::: EXERCISE INPUTS :::

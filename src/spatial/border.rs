//! Domain faces and their voxel layers

use crate::io::error::{Result, configuration_error};
use crate::spatial::grid::Grid;
use serde::{Deserialize, Serialize};
use std::fmt;
use std::str::FromStr;

/// A face of the rectangular domain
///
/// `Left`/`Right` bound axis 0 (x), `Front`/`Back` bound axis 1 (y) and
/// `Top`/`Bottom` bound axis 2 (z, 3D only). The lower face of each pair
/// sits at coordinate 0.
#[derive(Debug, Clone, Copy, PartialEq, Eq, Hash, PartialOrd, Ord, Serialize, Deserialize)]
#[serde(rename_all = "lowercase")]
pub enum Face {
    /// Axis 0, coordinate 0
    Left,
    /// Axis 0, last coordinate
    Right,
    /// Axis 1, coordinate 0
    Front,
    /// Axis 1, last coordinate
    Back,
    /// Axis 2, coordinate 0
    Bottom,
    /// Axis 2, last coordinate
    Top,
}

impl Face {
    /// All faces in canonical order
    pub const ALL: [Self; 6] = [
        Self::Left,
        Self::Right,
        Self::Front,
        Self::Back,
        Self::Bottom,
        Self::Top,
    ];

    /// Faces available for a dimensionality
    pub fn for_ndim(ndim: usize) -> &'static [Self] {
        let count = (2 * ndim).min(Self::ALL.len());
        Self::ALL.get(..count).unwrap_or(&[])
    }

    /// Axis the face is perpendicular to
    pub const fn axis(self) -> usize {
        match self {
            Self::Left | Self::Right => 0,
            Self::Front | Self::Back => 1,
            Self::Bottom | Self::Top => 2,
        }
    }

    /// Whether the face sits at the high end of its axis
    pub const fn is_upper(self) -> bool {
        matches!(self, Self::Right | Self::Back | Self::Top)
    }

    /// Lowercase name of the face
    pub const fn name(self) -> &'static str {
        match self {
            Self::Left => "left",
            Self::Right => "right",
            Self::Front => "front",
            Self::Back => "back",
            Self::Bottom => "bottom",
            Self::Top => "top",
        }
    }

    /// Coordinate of the face layer along its axis
    pub fn layer(self, grid: &Grid) -> usize {
        if self.is_upper() {
            grid.shape()
                .get(self.axis())
                .map_or(0, |extent| extent.saturating_sub(1))
        } else {
            0
        }
    }

    /// Whether a voxel lies on this face layer
    pub fn contains(self, grid: &Grid, index: usize) -> bool {
        self.axis() < grid.ndim() && grid.axis_position(index, self.axis()) == self.layer(grid)
    }

    /// Linear indices of every voxel on the face layer, ascending
    pub fn voxels(self, grid: &Grid) -> Vec<usize> {
        if self.axis() >= grid.ndim() {
            return Vec::new();
        }
        (0..grid.len())
            .filter(|&index| self.contains(grid, index))
            .collect()
    }

    /// Parse a face name and check it exists for `ndim`
    ///
    /// # Errors
    ///
    /// Returns a configuration error when the name is unknown or the face
    /// does not exist in a field of this dimensionality
    pub fn parse_for(name: &str, ndim: usize) -> Result<Self> {
        let face: Self = name.parse()?;
        if face.axis() >= ndim {
            return Err(configuration_error(
                "boundary_faces",
                &name,
                &format!("face does not exist in a {ndim}D field"),
            ));
        }
        Ok(face)
    }
}

impl fmt::Display for Face {
    fn fmt(&self, f: &mut fmt::Formatter<'_>) -> fmt::Result {
        f.write_str(self.name())
    }
}

impl FromStr for Face {
    type Err = crate::io::error::SnowError;

    fn from_str(s: &str) -> Result<Self> {
        let lowered = s.trim().to_ascii_lowercase();
        Self::ALL
            .iter()
            .copied()
            .find(|face| face.name() == lowered)
            .ok_or_else(|| {
                configuration_error(
                    "boundary_faces",
                    &s,
                    &"expected one of left, right, front, back, bottom, top",
                )
            })
    }
}
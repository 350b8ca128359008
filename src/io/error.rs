//! Error types for pipeline validation and file operations
//!
//! Recoverable conditions met while processing a field (degenerate input,
//! isolated markers) are not errors; they are reported as
//! [`Anomaly`](crate::algorithm::pipeline::Anomaly) values in the run
//! diagnostics.

use crate::algorithm::pipeline::Stage;
use std::path::PathBuf;

/// Main error type for all extraction operations
#[derive(Debug, thiserror::Error)]
pub enum SnowError {
    /// Input field rejected before processing began
    #[error("Invalid input at {stage}: {reason}")]
    InvalidInput {
        /// Stage that rejected the input
        stage: Stage,
        /// Description of the violated constraint
        reason: String,
    },

    /// Configuration parameter failed validation
    #[error("Invalid configuration '{parameter}' = '{value}': {reason}")]
    Configuration {
        /// Name of the invalid parameter
        parameter: &'static str,
        /// Provided value that failed validation
        value: String,
        /// Explanation of why the value is invalid
        reason: String,
    },

    /// Failed to load an input image from the filesystem
    #[error("Failed to load image '{}': {source}", path.display())]
    ImageLoad {
        /// Path to the image file
        path: PathBuf,
        /// Underlying image loading error
        #[source]
        source: image::ImageError,
    },

    /// Failed to save a diagnostic image to disk
    #[error("Failed to export image to '{}': {source}", path.display())]
    ImageExport {
        /// Path where export was attempted
        path: PathBuf,
        /// Underlying image export error
        #[source]
        source: image::ImageError,
    },

    /// General file system operation failure
    #[error("File system error during {operation} on '{}': {source}", path.display())]
    FileSystem {
        /// Path involved in the operation
        path: PathBuf,
        /// Description of the operation that failed
        operation: &'static str,
        /// Underlying I/O error
        #[source]
        source: std::io::Error,
    },

    /// Network tables could not be serialized or parsed
    #[error("Serialization error for '{}': {source}", path.display())]
    Serialization {
        /// File being written or read
        path: PathBuf,
        /// Underlying serde error
        #[source]
        source: serde_json::Error,
    },

    /// Dedicated worker pool could not be created
    #[error("Failed to build worker pool with {threads} threads: {source}")]
    ThreadPool {
        /// Requested thread count
        threads: usize,
        /// Underlying rayon error
        #[source]
        source: rayon::ThreadPoolBuildError,
    },
}

/// Convenience type alias for extraction results
pub type Result<T> = std::result::Result<T, SnowError>;

impl From<std::io::Error> for SnowError {
    fn from(err: std::io::Error) -> Self {
        Self::FileSystem {
            path: PathBuf::from("<unknown>"),
            operation: "unknown",
            source: err,
        }
    }
}

/// Create an invalid input error for the given stage
pub fn invalid_input(stage: Stage, reason: &impl ToString) -> SnowError {
    SnowError::InvalidInput {
        stage,
        reason: reason.to_string(),
    }
}

/// Create a configuration error
pub fn configuration_error(
    parameter: &'static str,
    value: &impl ToString,
    reason: &impl ToString,
) -> SnowError {
    SnowError::Configuration {
        parameter,
        value: value.to_string(),
        reason: reason.to_string(),
    }
}

impl SnowError {
    /// Whether the error was raised by configuration validation
    pub const fn is_configuration(&self) -> bool {
        matches!(self, Self::Configuration { .. })
    }

    /// Stage that rejected the input, if this is an input error
    pub const fn stage(&self) -> Option<Stage> {
        match self {
            Self::InvalidInput { stage, .. } => Some(*stage),
            _ => None,
        }
    }
}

:::

**EXERCISE INSTRUCTIONS:**
Taking the entries above, write out exactly the lines starting with the line containing "pub const fn name(self)" and going on through the line containing "fn fmt(&self, f: &mut", both included, and nothing else.

**OUTPUT FOR THIS TASK:**
    pub const fn name(self) -> &'static str {
        match self {
            Self::Left => "left",
            Self::Right => "right",
            Self::Front => "front",
            Self::Back => "back",
            Self::Bottom => "bottom",
            Self::Top => "top",
        }
    }

    /// Coordinate of the face layer along its axis
    pub fn layer(self, grid: &Grid) -> usize {
        if self.is_upper() {
            grid.shape()
                .get(self.axis())
                .map_or(0, |extent| extent.saturating_sub(1))
        } else {
            0
        }
    }

    /// Whether a voxel lies on this face layer
    pub fn contains(self, grid: &Grid, index: usize) -> bool {
        self.axis() < grid.ndim() && grid.axis_position(index, self.axis()) == self.layer(grid)
    }

    /// Linear indices of every voxel on the face layer, ascending
    pub fn voxels(self, grid: &Grid) -> Vec<usize> {
        if self.axis() >= grid.ndim() {
            return Vec::new();
        }
        (0..grid.len())
            .filter(|&index| self.contains(grid, index))
            .collect()
    }

    /// Parse a face name and check it exists for `ndim`
    ///
    /// # Errors
    ///
    /// Returns a configuration error when the name is unknown or the face
    /// does not exist in a field of this dimensionality
    pub fn parse_for(name: &str, ndim: usize) -> Result<Self> {
        let face: Self = name.parse()?;
        if face.axis() >= ndim {
            return Err(configuration_error(
                "boundary_faces",
                &name,
                &format!("face does not exist in a {ndim}D field"),
            ));
        }
        Ok(face)
    }
}

impl fmt::Display for Face {
    fn fmt(&self, f: &mut fmt::Formatter<'_>) -> fmt::Result {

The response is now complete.